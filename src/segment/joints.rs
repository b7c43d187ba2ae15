use std::collections::HashMap;
use std::fs;
use std::path::Path;

use glam::Vec3;
use serde::{Deserialize, Serialize};

use crate::error::{BodyMeshError, Result};

pub const HEAD_CENTER: &str = "Head Center";
pub const NECK_CENTER: &str = "Neck Center";
pub const SIDE_NECK_LEVEL: &str = "Side Neck level";
pub const WAIST_LEVEL: &str = "Waist level";
pub const PELVIS_CENTER: &str = "Pelvis Center";
pub const LEFT_SHOULDER: &str = "Left Shoulder";
pub const RIGHT_SHOULDER: &str = "Right Shoulder";
pub const LEFT_WRIST: &str = "Left Wrist";
pub const RIGHT_WRIST: &str = "Right Wrist";
pub const LEFT_PELVIS: &str = "Left Pelvis";
pub const RIGHT_PELVIS: &str = "Right Pelvis";
pub const LEFT_ANKLE: &str = "Left Ankle";
pub const RIGHT_ANKLE: &str = "Right Ankle";

/// Named joint positions in the same space as the exported vertices.
///
/// Serialized as a plain JSON object: `{"Left Wrist": [x, y, z], ...}`.
#[derive(Debug, Clone, Default, PartialEq, Serialize, Deserialize)]
#[serde(transparent)]
pub struct JointMap {
    joints: HashMap<String, Vec3>,
}

impl JointMap {
    pub fn new() -> Self {
        Self::default()
    }

    pub fn insert(&mut self, name: impl Into<String>, position: Vec3) {
        self.joints.insert(name.into(), position);
    }

    /// Position of `name`; there is no fallback for absent joints.
    pub fn get(&self, name: &str) -> Result<Vec3> {
        self.joints
            .get(name)
            .copied()
            .ok_or_else(|| BodyMeshError::MissingJoint(name.to_string()))
    }

    pub fn len(&self) -> usize {
        self.joints.len()
    }

    pub fn is_empty(&self) -> bool {
        self.joints.is_empty()
    }

    pub fn from_json_str(json: &str) -> Result<Self> {
        Ok(serde_json::from_str(json)?)
    }

    pub fn load(path: impl AsRef<Path>) -> Result<Self> {
        let text = fs::read_to_string(path)?;
        Self::from_json_str(&text)
    }
}

impl<S: Into<String>> FromIterator<(S, Vec3)> for JointMap {
    fn from_iter<I: IntoIterator<Item = (S, Vec3)>>(iter: I) -> Self {
        Self {
            joints: iter
                .into_iter()
                .map(|(name, pos)| (name.into(), pos))
                .collect(),
        }
    }
}

#[cfg(test)]
mod tests {
    use super::*;

    #[test]
    fn parses_plain_json_object() {
        let joints = JointMap::from_json_str(r#"{"Head Center": [0.0, 16.5, 0.25]}"#).unwrap();
        assert_eq!(joints.get(HEAD_CENTER).unwrap(), Vec3::new(0.0, 16.5, 0.25));
        assert_eq!(joints.len(), 1);
    }

    #[test]
    fn json_round_trip() {
        let joints: JointMap = [
            (LEFT_WRIST, Vec3::new(6.0, 8.0, 0.5)),
            (RIGHT_ANKLE, Vec3::new(-1.0, 1.0, -0.25)),
        ]
        .into_iter()
        .collect();
        let json = serde_json::to_string(&joints).unwrap();
        assert!(json.contains("\"Left Wrist\":[6.0,8.0,0.5]"));
        assert_eq!(JointMap::from_json_str(&json).unwrap(), joints);
    }

    #[test]
    fn missing_joint_is_reported_by_name() {
        let joints = JointMap::new();
        match joints.get(LEFT_WRIST) {
            Err(BodyMeshError::MissingJoint(name)) => assert_eq!(name, "Left Wrist"),
            other => panic!("unexpected {other:?}"),
        }
    }

    #[test]
    fn bad_json_is_an_error() {
        assert!(matches!(
            JointMap::from_json_str("{\"Head Center\": [1, 2]}"),
            Err(BodyMeshError::Json(_))
        ));
    }
}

• _Problem details_: The answer must consist of every line from the records above that holds "unwrap".

• _Problem solution_:
        let joints = JointMap::from_json_str(r#"{"Head Center": [0.0, 16.5, 0.25]}"#).unwrap();
        assert_eq!(joints.get(HEAD_CENTER).unwrap(), Vec3::new(0.0, 16.5, 0.25));
        let json = serde_json::to_string(&joints).unwrap();
        assert_eq!(JointMap::from_json_str(&json).unwrap(), joints);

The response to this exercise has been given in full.